# [WORK INSTRUCTIONS]
Please reproduce exactly the line that carries "let mut h = history(&[1.0; 10]);" and all remaining lines through the last line of the data, and write nothing else.
═══ PROVIDED ENTRIES ═══
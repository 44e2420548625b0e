//! Append-only feature history for one recursive run.

use crate::error::{ForecastError, Result};
use crate::features::{FeatureRow, FeatureTable};
use chrono::NaiveDate;

/// Feature rows seen so far: the training table followed by one synthetic
/// row per forecast step. Rows can only be appended.
#[derive(Debug, Clone, PartialEq)]
pub struct RunningHistory {
    rows: Vec<FeatureRow>,
}

impl RunningHistory {
    pub fn from_table(table: &FeatureTable) -> Self {
        Self {
            rows: table.rows.clone(),
        }
    }

    pub fn len(&self) -> usize {
        self.rows.len()
    }

    pub fn is_empty(&self) -> bool {
        self.rows.is_empty()
    }

    pub fn rows(&self) -> &[FeatureRow] {
        &self.rows
    }

    pub fn last_date(&self) -> Option<NaiveDate> {
        self.rows.last().map(|r| r.date)
    }

    /// Smoothed quantity `k` rows back from the end (`k = 1` is the last row).
    pub fn lag(&self, k: usize) -> Result<f64> {
        if k == 0 || k > self.rows.len() {
            return Err(ForecastError::InsufficientHistory {
                needed: k.max(1),
                got: self.rows.len(),
            });
        }
        Ok(self.rows[self.rows.len() - k].smoothed)
    }

    /// Mean smoothed quantity over the last `k` rows.
    pub fn trailing_mean(&self, k: usize) -> Result<f64> {
        if k == 0 || k > self.rows.len() {
            return Err(ForecastError::InsufficientHistory {
                needed: k.max(1),
                got: self.rows.len(),
            });
        }
        let tail = &self.rows[self.rows.len() - k..];
        Ok(tail.iter().map(|r| r.smoothed).sum::<f64>() / k as f64)
    }

    pub fn push(&mut self, row: FeatureRow) {
        self.rows.push(row);
    }
}

#[cfg(test)]
mod tests {
    use super::*;
    use crate::core::SalesSeries;
    use crate::features::{build_features, FeatureSpec};
    use approx::assert_relative_eq;

    fn history(quantities: &[f64]) -> RunningHistory {
        let start = NaiveDate::from_ymd_opt(2025, 1, 1).unwrap();
        let series = SalesSeries::from_quantities(start, quantities).unwrap();
        RunningHistory::from_table(&build_features(&series, 1.0, &FeatureSpec::default()).unwrap())
    }

    #[test]
    fn lag_reads_from_the_end() {
        let h = history(&(1..=12).map(f64::from).collect::<Vec<_>>());
        // table rows hold quantities 8..=12
        assert_eq!(h.len(), 5);
        assert_relative_eq!(h.lag(1).unwrap(), 12.0);
        assert_relative_eq!(h.lag(5).unwrap(), 8.0);
        assert_relative_eq!(h.trailing_mean(3).unwrap(), 11.0);
    }

    #[test]
    fn short_history_is_guarded() {
        let h = history(&[1.0; 9]);
        assert_eq!(h.len(), 2);
        assert_eq!(
            h.lag(3).unwrap_err(),
            ForecastError::InsufficientHistory { needed: 3, got: 2 }
        );
        assert!(h.trailing_mean(7).is_err());
        assert!(h.lag(0).is_err());
    }

    #[test]
    fn push_grows_the_history() {
        let mut h = history(&[1.0; 10]);
        let mut row = h.rows()[0].clone();
        row.smoothed = 42.0;
        let before = h.len();
        h.push(row);
        assert_eq!(h.len(), before + 1);
        assert_relative_eq!(h.lag(1).unwrap(), 42.0);
    }
}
═══
# [RESULT]
        let mut h = history(&[1.0; 10]);
        let mut row = h.rows()[0].clone();
        row.smoothed = 42.0;
        let before = h.len();
        h.push(row);
        assert_eq!(h.len(), before + 1);
        assert_relative_eq!(h.lag(1).unwrap(), 42.0);
    }
}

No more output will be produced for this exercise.